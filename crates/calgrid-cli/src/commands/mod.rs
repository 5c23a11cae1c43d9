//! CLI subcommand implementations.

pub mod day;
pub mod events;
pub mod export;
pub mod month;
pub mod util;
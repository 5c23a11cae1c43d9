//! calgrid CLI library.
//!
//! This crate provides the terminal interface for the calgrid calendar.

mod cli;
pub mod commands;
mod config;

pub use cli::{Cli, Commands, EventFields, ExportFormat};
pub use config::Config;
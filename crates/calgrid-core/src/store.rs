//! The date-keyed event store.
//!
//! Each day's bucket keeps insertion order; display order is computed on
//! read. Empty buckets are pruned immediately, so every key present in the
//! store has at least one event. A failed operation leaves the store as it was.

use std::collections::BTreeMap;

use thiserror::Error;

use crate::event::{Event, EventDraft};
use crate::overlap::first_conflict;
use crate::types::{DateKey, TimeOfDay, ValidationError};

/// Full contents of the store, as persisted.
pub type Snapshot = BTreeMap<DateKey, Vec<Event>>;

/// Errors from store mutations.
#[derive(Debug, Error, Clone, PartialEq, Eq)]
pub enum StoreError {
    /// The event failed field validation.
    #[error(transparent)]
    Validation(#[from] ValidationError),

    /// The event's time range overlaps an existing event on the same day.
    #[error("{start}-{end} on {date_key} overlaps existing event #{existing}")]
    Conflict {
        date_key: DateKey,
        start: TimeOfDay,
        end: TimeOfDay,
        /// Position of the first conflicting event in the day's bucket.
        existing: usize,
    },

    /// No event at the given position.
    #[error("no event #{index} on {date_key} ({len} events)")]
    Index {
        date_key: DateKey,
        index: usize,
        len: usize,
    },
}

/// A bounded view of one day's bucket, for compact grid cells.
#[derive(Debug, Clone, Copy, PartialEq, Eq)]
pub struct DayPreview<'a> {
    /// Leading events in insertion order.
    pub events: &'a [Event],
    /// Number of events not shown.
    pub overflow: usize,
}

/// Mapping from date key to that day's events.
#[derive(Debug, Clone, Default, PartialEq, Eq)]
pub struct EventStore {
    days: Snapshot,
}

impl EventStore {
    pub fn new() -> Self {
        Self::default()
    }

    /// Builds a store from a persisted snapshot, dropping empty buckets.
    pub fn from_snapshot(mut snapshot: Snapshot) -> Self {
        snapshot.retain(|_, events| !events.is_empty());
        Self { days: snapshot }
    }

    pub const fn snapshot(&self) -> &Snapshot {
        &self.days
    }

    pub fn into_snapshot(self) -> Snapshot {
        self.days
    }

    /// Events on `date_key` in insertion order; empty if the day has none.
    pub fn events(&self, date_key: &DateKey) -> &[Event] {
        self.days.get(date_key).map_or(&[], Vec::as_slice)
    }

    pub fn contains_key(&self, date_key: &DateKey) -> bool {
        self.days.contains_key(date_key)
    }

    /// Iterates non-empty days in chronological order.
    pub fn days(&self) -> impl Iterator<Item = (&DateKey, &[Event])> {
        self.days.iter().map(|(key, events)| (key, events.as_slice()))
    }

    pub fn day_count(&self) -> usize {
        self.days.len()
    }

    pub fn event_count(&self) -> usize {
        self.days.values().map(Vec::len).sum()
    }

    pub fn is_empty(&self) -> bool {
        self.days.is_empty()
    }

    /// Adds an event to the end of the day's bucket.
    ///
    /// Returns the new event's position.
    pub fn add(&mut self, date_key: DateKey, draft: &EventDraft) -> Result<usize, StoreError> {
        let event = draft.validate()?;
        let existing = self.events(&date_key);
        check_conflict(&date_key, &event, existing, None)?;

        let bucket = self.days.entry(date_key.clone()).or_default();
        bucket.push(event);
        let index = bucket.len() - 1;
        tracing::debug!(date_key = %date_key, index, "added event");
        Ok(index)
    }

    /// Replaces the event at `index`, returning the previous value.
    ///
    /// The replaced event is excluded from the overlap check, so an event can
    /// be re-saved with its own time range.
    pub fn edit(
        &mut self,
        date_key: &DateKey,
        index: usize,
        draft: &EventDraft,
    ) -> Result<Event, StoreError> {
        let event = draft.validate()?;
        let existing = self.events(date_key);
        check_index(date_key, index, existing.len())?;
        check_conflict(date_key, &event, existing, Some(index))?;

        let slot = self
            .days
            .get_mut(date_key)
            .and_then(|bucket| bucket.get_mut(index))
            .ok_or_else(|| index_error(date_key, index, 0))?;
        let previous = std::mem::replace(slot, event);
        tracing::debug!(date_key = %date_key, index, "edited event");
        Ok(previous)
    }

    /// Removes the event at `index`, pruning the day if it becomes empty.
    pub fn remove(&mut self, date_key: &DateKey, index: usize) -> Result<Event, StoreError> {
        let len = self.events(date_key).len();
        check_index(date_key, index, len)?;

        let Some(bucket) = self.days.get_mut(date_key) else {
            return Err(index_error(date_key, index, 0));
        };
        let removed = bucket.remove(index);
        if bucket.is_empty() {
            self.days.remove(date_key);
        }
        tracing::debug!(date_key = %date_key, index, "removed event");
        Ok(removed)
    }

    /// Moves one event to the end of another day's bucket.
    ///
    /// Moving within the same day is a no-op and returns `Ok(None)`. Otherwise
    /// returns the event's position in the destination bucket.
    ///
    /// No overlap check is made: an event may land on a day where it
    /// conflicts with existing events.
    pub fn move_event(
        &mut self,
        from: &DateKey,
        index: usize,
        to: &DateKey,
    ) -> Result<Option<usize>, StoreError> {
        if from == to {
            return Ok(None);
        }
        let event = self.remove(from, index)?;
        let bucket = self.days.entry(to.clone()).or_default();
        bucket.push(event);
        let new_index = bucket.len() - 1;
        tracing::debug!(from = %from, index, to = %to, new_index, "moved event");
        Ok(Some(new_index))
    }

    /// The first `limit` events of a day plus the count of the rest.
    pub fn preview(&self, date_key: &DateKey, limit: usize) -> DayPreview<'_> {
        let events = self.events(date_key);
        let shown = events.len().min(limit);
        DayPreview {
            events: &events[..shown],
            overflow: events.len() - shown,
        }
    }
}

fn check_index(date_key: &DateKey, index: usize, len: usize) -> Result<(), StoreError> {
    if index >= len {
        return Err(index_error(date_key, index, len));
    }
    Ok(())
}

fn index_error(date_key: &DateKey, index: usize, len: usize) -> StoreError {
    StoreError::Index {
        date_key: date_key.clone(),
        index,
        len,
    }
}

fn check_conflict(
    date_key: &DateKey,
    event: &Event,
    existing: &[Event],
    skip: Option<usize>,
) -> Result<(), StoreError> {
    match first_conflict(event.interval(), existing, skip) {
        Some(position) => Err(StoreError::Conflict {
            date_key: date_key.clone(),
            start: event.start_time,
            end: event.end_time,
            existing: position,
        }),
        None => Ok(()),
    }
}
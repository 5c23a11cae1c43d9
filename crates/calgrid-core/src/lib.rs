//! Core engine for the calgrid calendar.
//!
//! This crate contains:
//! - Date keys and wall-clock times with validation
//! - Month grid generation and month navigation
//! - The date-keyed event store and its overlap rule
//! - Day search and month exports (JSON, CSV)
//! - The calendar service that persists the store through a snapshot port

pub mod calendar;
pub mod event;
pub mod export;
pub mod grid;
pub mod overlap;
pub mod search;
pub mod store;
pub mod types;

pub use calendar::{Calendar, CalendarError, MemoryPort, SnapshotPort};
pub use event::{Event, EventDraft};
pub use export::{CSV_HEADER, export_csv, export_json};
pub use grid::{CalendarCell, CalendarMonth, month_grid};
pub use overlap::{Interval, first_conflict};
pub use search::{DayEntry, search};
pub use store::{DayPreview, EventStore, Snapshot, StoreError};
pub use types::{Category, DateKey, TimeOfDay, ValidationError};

==

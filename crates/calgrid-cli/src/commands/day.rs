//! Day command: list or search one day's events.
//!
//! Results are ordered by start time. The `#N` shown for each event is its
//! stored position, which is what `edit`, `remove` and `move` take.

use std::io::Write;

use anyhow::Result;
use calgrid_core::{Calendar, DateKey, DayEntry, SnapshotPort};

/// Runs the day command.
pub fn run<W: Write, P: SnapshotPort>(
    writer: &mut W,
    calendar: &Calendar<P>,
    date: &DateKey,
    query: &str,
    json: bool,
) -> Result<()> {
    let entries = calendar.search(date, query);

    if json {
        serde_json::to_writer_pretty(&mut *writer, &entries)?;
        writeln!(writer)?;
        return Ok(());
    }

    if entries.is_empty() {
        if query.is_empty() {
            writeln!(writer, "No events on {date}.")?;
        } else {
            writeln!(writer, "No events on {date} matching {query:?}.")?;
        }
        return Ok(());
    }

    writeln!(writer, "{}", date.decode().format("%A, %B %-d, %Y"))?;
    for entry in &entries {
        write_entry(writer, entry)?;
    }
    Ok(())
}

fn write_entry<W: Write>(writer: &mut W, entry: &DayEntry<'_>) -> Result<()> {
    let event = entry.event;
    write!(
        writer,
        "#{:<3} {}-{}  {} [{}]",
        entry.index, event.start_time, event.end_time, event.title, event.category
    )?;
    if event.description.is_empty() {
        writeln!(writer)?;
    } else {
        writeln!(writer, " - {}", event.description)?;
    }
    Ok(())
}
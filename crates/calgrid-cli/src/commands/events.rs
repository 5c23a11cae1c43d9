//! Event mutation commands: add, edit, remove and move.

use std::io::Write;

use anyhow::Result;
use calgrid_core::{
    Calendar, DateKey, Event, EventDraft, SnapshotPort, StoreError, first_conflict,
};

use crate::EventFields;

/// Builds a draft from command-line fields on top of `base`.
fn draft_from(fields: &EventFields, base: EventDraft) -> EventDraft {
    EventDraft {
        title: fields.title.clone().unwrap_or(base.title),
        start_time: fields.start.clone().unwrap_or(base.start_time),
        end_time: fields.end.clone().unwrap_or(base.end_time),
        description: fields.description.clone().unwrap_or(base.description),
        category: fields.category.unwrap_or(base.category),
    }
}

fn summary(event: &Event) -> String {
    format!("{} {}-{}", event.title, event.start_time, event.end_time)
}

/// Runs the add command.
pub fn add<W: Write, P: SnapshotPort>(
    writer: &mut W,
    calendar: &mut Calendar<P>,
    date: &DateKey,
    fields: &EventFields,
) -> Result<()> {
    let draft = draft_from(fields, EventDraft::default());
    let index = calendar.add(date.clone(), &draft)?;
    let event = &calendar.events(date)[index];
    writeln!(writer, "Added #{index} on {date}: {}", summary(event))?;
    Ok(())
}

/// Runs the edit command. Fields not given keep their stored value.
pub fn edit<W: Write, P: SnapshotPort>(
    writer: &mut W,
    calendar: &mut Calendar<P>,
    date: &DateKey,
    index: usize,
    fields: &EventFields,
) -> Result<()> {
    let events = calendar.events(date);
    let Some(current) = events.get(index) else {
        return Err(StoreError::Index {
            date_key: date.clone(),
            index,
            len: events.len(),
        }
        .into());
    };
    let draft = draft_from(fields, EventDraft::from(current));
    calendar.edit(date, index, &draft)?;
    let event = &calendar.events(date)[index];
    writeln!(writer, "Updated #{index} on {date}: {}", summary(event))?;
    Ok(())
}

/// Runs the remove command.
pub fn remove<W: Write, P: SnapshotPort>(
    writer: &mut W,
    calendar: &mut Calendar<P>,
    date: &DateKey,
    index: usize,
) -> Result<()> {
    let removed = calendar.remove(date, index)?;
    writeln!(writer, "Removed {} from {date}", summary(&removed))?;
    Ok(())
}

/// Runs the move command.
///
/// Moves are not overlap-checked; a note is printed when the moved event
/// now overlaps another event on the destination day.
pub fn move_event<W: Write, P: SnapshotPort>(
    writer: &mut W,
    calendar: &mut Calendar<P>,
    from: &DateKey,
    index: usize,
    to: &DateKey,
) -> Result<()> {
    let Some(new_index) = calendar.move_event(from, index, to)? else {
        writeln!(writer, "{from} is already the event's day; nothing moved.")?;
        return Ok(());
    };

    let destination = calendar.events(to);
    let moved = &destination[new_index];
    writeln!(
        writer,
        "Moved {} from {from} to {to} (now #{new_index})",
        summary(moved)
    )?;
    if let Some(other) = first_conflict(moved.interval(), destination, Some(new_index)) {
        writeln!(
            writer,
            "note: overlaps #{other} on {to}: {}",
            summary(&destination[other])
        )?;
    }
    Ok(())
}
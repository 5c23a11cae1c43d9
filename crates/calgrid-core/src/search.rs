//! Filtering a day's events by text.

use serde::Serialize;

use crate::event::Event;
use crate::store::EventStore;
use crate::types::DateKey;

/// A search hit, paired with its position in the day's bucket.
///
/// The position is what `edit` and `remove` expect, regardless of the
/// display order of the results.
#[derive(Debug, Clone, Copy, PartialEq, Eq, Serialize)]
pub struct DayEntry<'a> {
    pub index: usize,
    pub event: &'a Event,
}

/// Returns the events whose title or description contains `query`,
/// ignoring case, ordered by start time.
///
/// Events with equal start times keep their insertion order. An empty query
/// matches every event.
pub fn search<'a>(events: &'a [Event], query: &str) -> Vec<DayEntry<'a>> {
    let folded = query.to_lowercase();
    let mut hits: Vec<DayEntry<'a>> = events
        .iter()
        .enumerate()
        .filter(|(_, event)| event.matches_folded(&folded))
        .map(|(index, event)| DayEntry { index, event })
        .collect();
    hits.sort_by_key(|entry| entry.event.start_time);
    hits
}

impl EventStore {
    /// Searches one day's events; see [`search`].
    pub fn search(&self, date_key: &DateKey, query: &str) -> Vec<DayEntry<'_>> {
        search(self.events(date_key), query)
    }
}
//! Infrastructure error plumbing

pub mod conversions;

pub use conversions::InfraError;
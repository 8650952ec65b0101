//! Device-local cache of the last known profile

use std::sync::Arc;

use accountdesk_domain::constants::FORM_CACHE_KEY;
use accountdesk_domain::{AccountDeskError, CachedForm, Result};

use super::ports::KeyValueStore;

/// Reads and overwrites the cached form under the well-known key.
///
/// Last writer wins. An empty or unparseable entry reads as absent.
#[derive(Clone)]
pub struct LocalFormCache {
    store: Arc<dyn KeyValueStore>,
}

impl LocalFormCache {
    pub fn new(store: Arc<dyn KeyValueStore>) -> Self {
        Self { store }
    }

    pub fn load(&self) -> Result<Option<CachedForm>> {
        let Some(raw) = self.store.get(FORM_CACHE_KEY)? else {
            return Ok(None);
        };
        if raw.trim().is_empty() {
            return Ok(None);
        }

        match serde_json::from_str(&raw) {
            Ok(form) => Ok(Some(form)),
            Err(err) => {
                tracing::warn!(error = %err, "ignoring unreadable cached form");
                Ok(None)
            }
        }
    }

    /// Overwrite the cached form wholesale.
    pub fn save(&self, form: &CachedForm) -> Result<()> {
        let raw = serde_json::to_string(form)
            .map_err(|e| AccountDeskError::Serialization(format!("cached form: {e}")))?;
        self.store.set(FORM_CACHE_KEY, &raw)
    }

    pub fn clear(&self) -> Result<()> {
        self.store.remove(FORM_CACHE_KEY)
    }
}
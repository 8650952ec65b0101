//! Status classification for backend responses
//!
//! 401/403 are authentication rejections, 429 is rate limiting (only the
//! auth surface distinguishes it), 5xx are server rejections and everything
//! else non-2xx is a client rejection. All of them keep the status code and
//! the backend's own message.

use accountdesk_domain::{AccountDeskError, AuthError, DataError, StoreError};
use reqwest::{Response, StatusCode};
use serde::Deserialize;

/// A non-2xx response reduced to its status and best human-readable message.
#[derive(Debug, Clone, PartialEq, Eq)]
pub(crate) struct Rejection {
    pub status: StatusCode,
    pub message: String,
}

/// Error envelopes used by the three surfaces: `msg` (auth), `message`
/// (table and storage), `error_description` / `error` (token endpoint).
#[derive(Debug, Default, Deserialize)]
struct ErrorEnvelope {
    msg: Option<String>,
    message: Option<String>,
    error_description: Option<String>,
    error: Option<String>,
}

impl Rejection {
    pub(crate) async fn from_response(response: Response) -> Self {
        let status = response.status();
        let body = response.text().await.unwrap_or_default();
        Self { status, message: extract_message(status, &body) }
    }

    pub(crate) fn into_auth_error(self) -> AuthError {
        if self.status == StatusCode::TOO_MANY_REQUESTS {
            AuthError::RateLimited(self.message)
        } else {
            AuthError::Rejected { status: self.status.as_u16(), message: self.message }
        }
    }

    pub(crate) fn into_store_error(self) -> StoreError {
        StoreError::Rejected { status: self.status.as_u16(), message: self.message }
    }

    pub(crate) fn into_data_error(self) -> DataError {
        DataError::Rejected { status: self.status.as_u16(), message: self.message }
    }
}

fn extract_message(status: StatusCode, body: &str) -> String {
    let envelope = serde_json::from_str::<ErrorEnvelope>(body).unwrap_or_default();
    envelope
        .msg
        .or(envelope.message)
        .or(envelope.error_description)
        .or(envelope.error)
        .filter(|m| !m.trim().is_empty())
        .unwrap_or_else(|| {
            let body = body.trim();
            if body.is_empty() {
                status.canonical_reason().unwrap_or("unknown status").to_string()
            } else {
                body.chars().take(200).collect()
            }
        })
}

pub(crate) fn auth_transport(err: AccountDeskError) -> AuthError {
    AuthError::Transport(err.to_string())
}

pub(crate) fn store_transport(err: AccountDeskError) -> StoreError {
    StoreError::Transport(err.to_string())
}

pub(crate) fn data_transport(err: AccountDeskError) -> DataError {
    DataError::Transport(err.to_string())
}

**Task brief:** Bring together every line in the entries that holds the string "SnapshotPort".

**Reply to the task:**
pub use calendar::{Calendar, CalendarError, MemoryPort, SnapshotPort};
use calgrid_core::{Calendar, DateKey, DayEntry, SnapshotPort};
pub fn run<W: Write, P: SnapshotPort>(
    Calendar, DateKey, Event, EventDraft, SnapshotPort, StoreError, first_conflict,
pub fn add<W: Write, P: SnapshotPort>(
pub fn edit<W: Write, P: SnapshotPort>(
pub fn remove<W: Write, P: SnapshotPort>(
pub fn move_event<W: Write, P: SnapshotPort>(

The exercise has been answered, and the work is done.